En rejetant le droit de grâce et en instaurant le système des peines fixes, les révolutionnaires souhaitaient rompre avec l'absolue liberté des parlements d'Ancien régime. La détermination légale de la peine et le rôle réduit accordé aux juges étaient synonymes de rempart contre l'arbitraire. De nos jours, l'individualisation du judiciaire, longtemps redoutée, est heureusement réhabilitée.
Madame la rapporteure, la peine minimale, également appelée peine plancher, que votre proposition de loi tend à réintroduire dans le cas de la récidive légale, va à l'encontre de ce mouvement d'individualisation judiciaire et du principe fondamental de notre droit qu'est l'individualisation des peines. Certes, la possibilité d'y déroger reste ouverte, mais elle porte fortement atteinte à ce principe, d'autant que le Conseil constitutionnel, dans une décision du 2 mars 2018, a jugé que le principe de l'individualisation des peines impose la motivation des jugements et arrêts de condamnation, pour la culpabilité comme pour la peine. Cette réforme prétorienne est révélatrice de ce mouvement d'individualisation. Le Conseil constitutionnel pourrait censurer les peines plancher.
Outre cet obstacle constitutionnel, il me semble nécessaire de rappeler le bilan plus que mitigé des peines plancher, qui a justifié leur abrogation. En pratique, les dérogations ont été nombreuses, jusqu'à devenir majoritaires dans les décisions des juges, hostiles à ces sanctions quasi-automatiques portant atteinte à leur office.

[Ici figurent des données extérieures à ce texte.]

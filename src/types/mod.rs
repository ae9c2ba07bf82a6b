//! Public types for the Statline API.

mod player;
mod stats;

pub use player::{PlayerRecord, Roster, Team};
pub use stats::{StatLine, canonical_metric, metric_components};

Face à cette réticence, la ministre de la justice de l'époque avait enjoint aux procureurs de requérir systématiquement les peines plancher à l'audience et d'interjeter appel si elles n'étaient pas prononcées par le juge, sans effet. En 2012, la Chancellerie a démontré que, dans 60 % des cas où le juge pouvait prononcer une peine minimale, il a fait usage de la possibilité d'y déroger. Quant à la mise en œuvre des peines plancher, elle n'a fait que renforcer la surpopulation carcérale, ce qui constitue un risque majeur à prendre en considération.

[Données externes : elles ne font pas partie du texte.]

//! Caching subsystem.
//!
//! [`DomainCache`] is the single shared cache of an engine. It sits on one
//! [`TtlStore`] and exposes an accessor pair per [`Namespace`]:
//!
//! - player identity: `sport + name` to a resolved [`PlayerRecord`]
//! - player stats: `sport + player + season + metrics` to a [`StatLine`]
//! - team roster: `sport + team` to a [`Roster`]
//! - team list: `sport` to the league's [`Team`]s
//!
//! Each namespace has its own TTL ([`TtlPolicy`]) and key shape
//! ([`CacheKey`]). All operations are in-memory and never block on I/O, so
//! the cache is shared by reference across every concurrent caller.

pub mod key;
pub mod store;

pub use key::{CacheKey, Namespace, TtlPolicy, normalize_name, normalize_sport};
pub use store::{CacheEntry, TtlStore};

use std::collections::BTreeMap;
use std::sync::Arc;
use std::sync::atomic::{AtomicU64, Ordering};

use serde::Serialize;
use tracing::{debug, info};

use crate::telemetry;
use crate::types::{PlayerRecord, Roster, StatLine, Team};

/// Estimated upstream calls a cold player lookup costs (one roster fetch
/// per team). Credited to `api_calls_saved` on every identity hit.
pub const PLAYER_LOOKUP_CALLS_SAVED: u64 = 16;

/// Configuration for the domain cache.
///
/// ```rust
/// # use statline::cache::{DomainCacheConfig, TtlPolicy};
/// # use std::time::Duration;
/// let config = DomainCacheConfig::new()
///     .max_entries(50_000)
///     .ttl(TtlPolicy {
///         player_stats: Duration::from_secs(600),
///         ..TtlPolicy::default()
///     });
/// ```
#[derive(Debug, Clone)]
pub struct DomainCacheConfig {
    /// Maximum number of cached entries across all namespaces. Default: 10,000.
    pub max_entries: u64,
    /// Namespace TTLs.
    pub ttl: TtlPolicy,
}

impl Default for DomainCacheConfig {
    fn default() -> Self {
        Self {
            max_entries: store::DEFAULT_MAX_ENTRIES,
            ttl: TtlPolicy::default(),
        }
    }
}

impl DomainCacheConfig {
    pub fn new() -> Self {
        Self::default()
    }

    /// Set the maximum number of cached entries.
    pub fn max_entries(mut self, n: u64) -> Self {
        self.max_entries = n;
        self
    }

    /// Set the namespace TTLs.
    pub fn ttl(mut self, ttl: TtlPolicy) -> Self {
        self.ttl = ttl;
        self
    }
}

/// Cached value, one variant per namespace.
#[derive(Clone, Debug)]
pub(crate) enum CachedValue {
    Player(Arc<PlayerRecord>),
    Stats(StatLine),
    Roster(Roster),
    TeamList(Arc<Vec<Team>>),
}

/// Point-in-time view of cache performance.
#[derive(Debug, Clone, PartialEq, Serialize)]
pub struct CacheStatsSnapshot {
    pub hits: u64,
    pub misses: u64,
    pub api_calls_saved: u64,
    /// `hits / (hits + misses) * 100`, rounded to one decimal; 0 when idle.
    pub hit_rate_percent: f64,
    /// Entries currently held per namespace (expired entries included
    /// until swept).
    pub counts_by_namespace: BTreeMap<Namespace, usize>,
}

/// Namespace-aware cache shared by every caller of an engine.
pub struct DomainCache {
    store: TtlStore<CachedValue>,
    ttl: TtlPolicy,
    api_calls_saved: AtomicU64,
}

impl DomainCache {
    /// Create a cache with default capacity and TTLs.
    pub fn new() -> Self {
        Self::with_config(&DomainCacheConfig::default())
    }

    pub fn with_config(config: &DomainCacheConfig) -> Self {
        Self {
            store: TtlStore::with_max_entries(config.max_entries),
            ttl: config.ttl,
            api_calls_saved: AtomicU64::new(0),
        }
    }

    /// The TTL policy this cache enforces.
    pub fn ttl_policy(&self) -> &TtlPolicy {
        &self.ttl
    }

    // ===== Player identity =====

    /// Look up a resolved player by name (case-insensitive).
    pub fn get_player(&self, sport: &str, name: &str) -> Option<Arc<PlayerRecord>> {
        match self.lookup(&CacheKey::player(sport, name)) {
            Some(CachedValue::Player(p)) => Some(p),
            _ => None,
        }
    }

    /// Cache a resolved player under its lower-cased name.
    pub fn set_player(&self, sport: &str, name: &str, record: Arc<PlayerRecord>) {
        self.insert(CacheKey::player(sport, name), CachedValue::Player(record));
    }

    // ===== Player stats =====

    /// Look up a player's stats; `metrics` order does not matter.
    pub fn get_stats<S: AsRef<str>>(
        &self,
        sport: &str,
        player_id: &str,
        season: &str,
        metrics: &[S],
    ) -> Option<StatLine> {
        match self.lookup(&CacheKey::stats(sport, player_id, season, metrics)) {
            Some(CachedValue::Stats(s)) => Some(s),
            _ => None,
        }
    }

    pub fn set_stats<S: AsRef<str>>(
        &self,
        sport: &str,
        player_id: &str,
        season: &str,
        metrics: &[S],
        stats: StatLine,
    ) {
        self.insert(
            CacheKey::stats(sport, player_id, season, metrics),
            CachedValue::Stats(stats),
        );
    }

    // ===== Team roster =====

    pub fn get_roster(&self, sport: &str, team_id: &str) -> Option<Roster> {
        match self.lookup(&CacheKey::roster(sport, team_id)) {
            Some(CachedValue::Roster(r)) => Some(r),
            _ => None,
        }
    }

    pub fn set_roster(&self, sport: &str, team_id: &str, roster: Roster) {
        self.insert(CacheKey::roster(sport, team_id), CachedValue::Roster(roster));
    }

    // ===== Team list =====

    pub fn get_team_list(&self, sport: &str) -> Option<Arc<Vec<Team>>> {
        match self.lookup(&CacheKey::team_list(sport)) {
            Some(CachedValue::TeamList(t)) => Some(t),
            _ => None,
        }
    }

    pub fn set_team_list(&self, sport: &str, teams: Vec<Team>) {
        self.insert(
            CacheKey::team_list(sport),
            CachedValue::TeamList(Arc::new(teams)),
        );
    }

    // ===== Maintenance =====

    /// Remove every entry whose namespace TTL has elapsed.
    ///
    /// The namespace is inferred from each key's shape. Returns the number
    /// of removed entries.
    pub fn clear_expired(&self) -> usize {
        let removed = self
            .store
            .sweep(tokio::time::Instant::now(), |key| {
                Namespace::of_key(key).map(|ns| self.ttl.ttl(ns))
            });
        for key in &removed {
            if let Some(ns) = Namespace::of_key(key) {
                metrics::counter!(telemetry::CACHE_EVICTIONS_TOTAL, "namespace" => ns.as_str())
                    .increment(1);
            }
        }
        if !removed.is_empty() {
            info!(removed = removed.len(), "removed expired cache entries");
        }
        removed.len()
    }

    /// Current hit/miss counters and per-namespace entry counts.
    pub fn stats(&self) -> CacheStatsSnapshot {
        let hits = self.store.hits();
        let misses = self.store.misses();
        let total = hits + misses;
        let hit_rate_percent = if total > 0 {
            (hits as f64 / total as f64 * 1000.0).round() / 10.0
        } else {
            0.0
        };

        let mut counts_by_namespace: BTreeMap<Namespace, usize> =
            Namespace::ALL.into_iter().map(|ns| (ns, 0)).collect();
        for key in self.store.keys() {
            if let Some(ns) = Namespace::of_key(&key) {
                *counts_by_namespace.entry(ns).or_default() += 1;
            }
        }

        CacheStatsSnapshot {
            hits,
            misses,
            api_calls_saved: self.api_calls_saved.load(Ordering::Relaxed),
            hit_rate_percent,
            counts_by_namespace,
        }
    }

    /// Zero the hit, miss and saved-call counters.
    pub fn reset_stats(&self) {
        self.store.reset_counters();
        self.api_calls_saved.store(0, Ordering::Relaxed);
    }

    /// Drop every entry and reset statistics.
    pub fn clear_all(&self) {
        self.store.clear();
        self.reset_stats();
        info!("cleared all cache entries");
    }

    fn lookup(&self, key: &CacheKey) -> Option<CachedValue> {
        let ns = key.namespace();
        let rendered = key.render();
        match self.store.get(&rendered, self.ttl.ttl(ns)) {
            Some(value) => {
                let saved = match ns {
                    Namespace::PlayerIdentity => PLAYER_LOOKUP_CALLS_SAVED,
                    _ => 1,
                };
                self.api_calls_saved.fetch_add(saved, Ordering::Relaxed);
                metrics::counter!(telemetry::CACHE_HITS_TOTAL, "namespace" => ns.as_str())
                    .increment(1);
                metrics::counter!(telemetry::API_CALLS_SAVED_TOTAL, "namespace" => ns.as_str())
                    .increment(saved);
                debug!(key = %rendered, "cache hit");
                Some(value)
            }
            None => {
                metrics::counter!(telemetry::CACHE_MISSES_TOTAL, "namespace" => ns.as_str())
                    .increment(1);
                None
            }
        }
    }

    fn insert(&self, key: CacheKey, value: CachedValue) {
        let rendered = key.render();
        debug!(key = %rendered, "cache store");
        self.store.set(rendered, value);
    }
}

impl Default for DomainCache {
    fn default() -> Self {
        Self::new()
    }
}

Il faut bien constater que la récidive renvoie le système pénal à son échec, ce qui en fait un sujet central pour notre société. Le groupe Démocrate vous rejoint sur un point : il est primordial de lutter contre la récidive. C'est ce à quoi nous nous sommes attelés dans la précédente législature, notamment dans ses dernières années, au cours desquelles nous avons centré la politique pénale sur la lutte contre la récidive. La loi du 23 mars 2019 de programmation 2018-2022 et de réforme pour la justice et la loi du 22 décembre 2021 pour la confiance dans l'institution judiciaire visent toutes deux à mieux préparer la sortie de prison et à favoriser l'insertion. Tel sera aussi le cas de la loi de programmation de la justice issue des États généraux de la Justice, que nous examinerons au printemps.

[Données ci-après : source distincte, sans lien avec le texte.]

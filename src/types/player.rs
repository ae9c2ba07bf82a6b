//! Player, team and roster records

use std::sync::Arc;

use serde::{Deserialize, Serialize};

/// A known player.
///
/// Shared as `Arc<PlayerRecord>` between the resolver's index and the
/// identity cache; neither owns the identity, both hold a view of it.
#[derive(Debug, Clone, PartialEq, Eq, Serialize, Deserialize)]
pub struct PlayerRecord {
    pub id: String,
    pub name: String,
    /// Position abbreviation (e.g. `"QB"`, `"WR"`).
    pub position: String,
    pub team_id: String,
    pub sport: String,
    /// Whether the player is on an active roster.
    #[serde(default = "default_active")]
    pub active: bool,
    /// Most recent season the player appeared in, if known.
    #[serde(default, skip_serializing_if = "Option::is_none")]
    pub last_season: Option<u16>,
}

fn default_active() -> bool {
    true
}

impl PlayerRecord {
    /// Create an active player record with no season information.
    pub fn new(
        id: impl Into<String>,
        name: impl Into<String>,
        position: impl Into<String>,
        team_id: impl Into<String>,
        sport: impl Into<String>,
    ) -> Self {
        Self {
            id: id.into(),
            name: name.into(),
            position: position.into(),
            team_id: team_id.into(),
            sport: sport.into(),
            active: true,
            last_season: None,
        }
    }

    /// Mark the player inactive.
    pub fn inactive(mut self) -> Self {
        self.active = false;
        self
    }

    /// Set the most recent season the player appeared in.
    pub fn last_season(mut self, season: u16) -> Self {
        self.last_season = Some(season);
        self
    }
}

/// A franchise in a league.
#[derive(Debug, Clone, PartialEq, Eq, Serialize, Deserialize)]
pub struct Team {
    pub id: String,
    pub name: String,
    #[serde(default)]
    pub abbreviation: String,
    pub sport: String,
}

impl Team {
    pub fn new(
        id: impl Into<String>,
        name: impl Into<String>,
        abbreviation: impl Into<String>,
        sport: impl Into<String>,
    ) -> Self {
        Self {
            id: id.into(),
            name: name.into(),
            abbreviation: abbreviation.into(),
            sport: sport.into(),
        }
    }
}

/// The players currently on one team.
#[derive(Debug, Clone, PartialEq, Default, Serialize, Deserialize)]
pub struct Roster {
    pub team_id: String,
    pub players: Vec<Arc<PlayerRecord>>,
}

impl Roster {
    pub fn new(team_id: impl Into<String>, players: Vec<PlayerRecord>) -> Self {
        Self {
            team_id: team_id.into(),
            players: players.into_iter().map(Arc::new).collect(),
        }
    }
}
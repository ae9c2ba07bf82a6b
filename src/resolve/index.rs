//! Per-sport index of known players.
//!
//! Built from the league's team list and every team's roster, each read
//! through the domain cache first. Entries carry the name variations the
//! exact-match pass compares against, computed once per build.
//!
//! A build whose team list cannot be fetched is not stored. A build that
//! skipped failing rosters is stored but counts as stale, so the next call
//! retries the missing teams while the rest come from the cache.

use std::collections::{HashMap, HashSet};
use std::sync::{Arc, RwLock};
use std::time::Duration;

use futures_util::{StreamExt, stream};
use tokio::time::Instant;
use tracing::{info, warn};

use super::hints::{initial_forms, name_variations};
use crate::Result;
use crate::cache::{DomainCache, normalize_sport};
use crate::providers::{RosterProvider, bounded};
use crate::types::{PlayerRecord, Roster, Team};

/// One indexed player.
#[derive(Debug, Clone)]
pub struct IndexEntry {
    pub record: Arc<PlayerRecord>,
    /// Normalized spellings of the player's name, canonical form first.
    pub names: Vec<String>,
    /// Abbreviated spellings ("j. allen"). Matched exactly, never scored.
    pub initials: Vec<String>,
}

impl IndexEntry {
    pub fn new(record: Arc<PlayerRecord>) -> Self {
        let names = name_variations(&record.name);
        let initials = initial_forms(&record.name);
        Self {
            record,
            names,
            initials,
        }
    }

    /// Canonical normalized name.
    pub fn name(&self) -> &str {
        self.names.first().map(String::as_str).unwrap_or_default()
    }

    /// Whether any of `spellings` is one of this player's names.
    pub fn answers_to(&self, spellings: &[String]) -> bool {
        self.names
            .iter()
            .chain(&self.initials)
            .any(|n| spellings.contains(n))
    }
}

#[derive(Clone)]
struct IndexedSport {
    entries: Arc<Vec<IndexEntry>>,
    built_at: Instant,
    /// False when some rosters were skipped.
    complete: bool,
}

/// Knobs for building an index.
#[derive(Debug, Clone, Copy)]
pub struct IndexOptions {
    /// Rebuild when the current index is older than this.
    pub max_age: Duration,
    /// Bound on each upstream call.
    pub fetch_timeout: Duration,
    /// Roster fetches allowed in flight at once.
    pub max_concurrent_fetches: usize,
}

/// Player index shared by the resolver and the aggregator.
///
/// Builds may race; the last completed build wins.
#[derive(Default)]
pub struct PlayerIndex {
    sports: RwLock<HashMap<String, IndexedSport>>,
}

impl PlayerIndex {
    pub fn new() -> Self {
        Self::default()
    }

    /// Entries for `sport`, fetching teams and rosters when the index is
    /// missing, incomplete or older than `options.max_age`.
    ///
    /// Fails with the upstream error when the team list cannot be obtained;
    /// nothing is stored in that case.
    pub async fn ensure(
        &self,
        sport: &str,
        cache: &DomainCache,
        provider: &dyn RosterProvider,
        options: &IndexOptions,
    ) -> Result<Arc<Vec<IndexEntry>>> {
        let sport = normalize_sport(sport);
        if let Some(entries) = self.fresh(&sport, options.max_age) {
            return Ok(entries);
        }

        let start = Instant::now();
        let loaded = load_players(&sport, cache, provider, options).await?;
        let entries: Vec<IndexEntry> = loaded.players.into_iter().map(IndexEntry::new).collect();
        let complete = loaded.skipped_rosters == 0;
        if complete {
            info!(
                sport = %sport,
                players = entries.len(),
                elapsed_ms = start.elapsed().as_millis() as u64,
                "built player index"
            );
        } else {
            warn!(
                sport = %sport,
                players = entries.len(),
                skipped_rosters = loaded.skipped_rosters,
                "built partial player index; missing rosters retried on next use"
            );
        }
        Ok(self.replace(&sport, entries, complete))
    }

    /// Current entries for `sport` regardless of age.
    pub fn entries(&self, sport: &str) -> Option<Arc<Vec<IndexEntry>>> {
        let sports = self.sports.read().unwrap_or_else(|e| e.into_inner());
        sports
            .get(&normalize_sport(sport))
            .map(|s| Arc::clone(&s.entries))
    }

    /// Whether the last stored build of `sport` had every roster.
    pub fn is_complete(&self, sport: &str) -> bool {
        let sports = self.sports.read().unwrap_or_else(|e| e.into_inner());
        sports
            .get(&normalize_sport(sport))
            .is_some_and(|s| s.complete)
    }

    /// Add a player learned outside a build. Ignored when the id is
    /// already indexed or the sport has not been built yet.
    pub fn extend(&self, sport: &str, record: Arc<PlayerRecord>) {
        let mut sports = self.sports.write().unwrap_or_else(|e| e.into_inner());
        let Some(indexed) = sports.get_mut(&normalize_sport(sport)) else {
            return;
        };
        if indexed.entries.iter().any(|e| e.record.id == record.id) {
            return;
        }
        let mut entries = indexed.entries.as_ref().clone();
        entries.push(IndexEntry::new(record));
        indexed.entries = Arc::new(entries);
    }

    /// Forget every sport.
    pub fn clear(&self) {
        self.sports
            .write()
            .unwrap_or_else(|e| e.into_inner())
            .clear();
    }

    fn fresh(&self, sport: &str, max_age: Duration) -> Option<Arc<Vec<IndexEntry>>> {
        let sports = self.sports.read().unwrap_or_else(|e| e.into_inner());
        sports
            .get(sport)
            .filter(|s| s.complete && s.built_at.elapsed() <= max_age)
            .map(|s| Arc::clone(&s.entries))
    }

    fn replace(&self, sport: &str, entries: Vec<IndexEntry>, complete: bool) -> Arc<Vec<IndexEntry>> {
        let entries = Arc::new(entries);
        self.sports
            .write()
            .unwrap_or_else(|e| e.into_inner())
            .insert(
                sport.to_string(),
                IndexedSport {
                    entries: Arc::clone(&entries),
                    built_at: Instant::now(),
                    complete,
                },
            );
        entries
    }
}

struct LoadedPlayers {
    players: Vec<Arc<PlayerRecord>>,
    skipped_rosters: usize,
}

/// Every player on every roster of `sport`, de-duplicated by id.
///
/// A failed team list is an error; a failed roster is skipped and counted.
async fn load_players(
    sport: &str,
    cache: &DomainCache,
    provider: &dyn RosterProvider,
    options: &IndexOptions,
) -> Result<LoadedPlayers> {
    let teams = team_list(sport, cache, provider, options.fetch_timeout).await?;

    let rosters: Vec<Option<Roster>> = stream::iter(teams.iter())
        .map(|team| roster(sport, team, cache, provider, options.fetch_timeout))
        .buffered(options.max_concurrent_fetches.max(1))
        .collect()
        .await;

    let skipped_rosters = rosters.iter().filter(|r| r.is_none()).count();
    let mut seen = HashSet::new();
    let players = rosters
        .into_iter()
        .flatten()
        .flat_map(|r| r.players)
        .filter(|p| seen.insert(p.id.clone()))
        .collect();
    Ok(LoadedPlayers {
        players,
        skipped_rosters,
    })
}

async fn team_list(
    sport: &str,
    cache: &DomainCache,
    provider: &dyn RosterProvider,
    timeout: Duration,
) -> Result<Arc<Vec<Team>>> {
    if let Some(teams) = cache.get_team_list(sport) {
        return Ok(teams);
    }
    match bounded("fetch_team_list", timeout, provider.fetch_team_list(sport)).await {
        Ok(teams) => {
            cache.set_team_list(sport, teams.clone());
            Ok(Arc::new(teams))
        }
        Err(e) => {
            warn!(sport, error = %e, "team list unavailable; player index not built");
            Err(e)
        }
    }
}

async fn roster(
    sport: &str,
    team: &Team,
    cache: &DomainCache,
    provider: &dyn RosterProvider,
    timeout: Duration,
) -> Option<Roster> {
    if let Some(roster) = cache.get_roster(sport, &team.id) {
        return Some(roster);
    }
    match bounded(
        "fetch_team_roster",
        timeout,
        provider.fetch_team_roster(sport, &team.id),
    )
    .await
    {
        Ok(roster) => {
            cache.set_roster(sport, &team.id, roster.clone());
            Some(roster)
        }
        Err(e) => {
            warn!(sport, team = %team.id, error = %e, "skipping roster");
            None
        }
    }
}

Par ailleurs, je crois fermement que nous devons écouter les acteurs du monde judiciaire, directement concernés par votre proposition de loi. Conseil national des barreaux, Conférence nationale des directeurs pénitentiaires d'insertion et de probation (CNDPIP), SPIP : tous montrent leur opposition au retour des peines plancher, en raison de leur inefficacité.
Le groupe Démocrate réaffirme qu'il est de notre devoir de protéger ceux qui nous protègent. La loi du 24 janvier 2022 relative à la responsabilité pénale et à la sécurité intérieure a durci la répression en cas de violences volontaires sur les FSI. La question n'est pas tant de réintroduire les peines plancher pour leur offrir une meilleure protection, et ainsi ajouter au millefeuille législatif, que d'assurer une meilleure application des textes en vigueur.
Le groupe Démocrate ne votera pas pour le texte.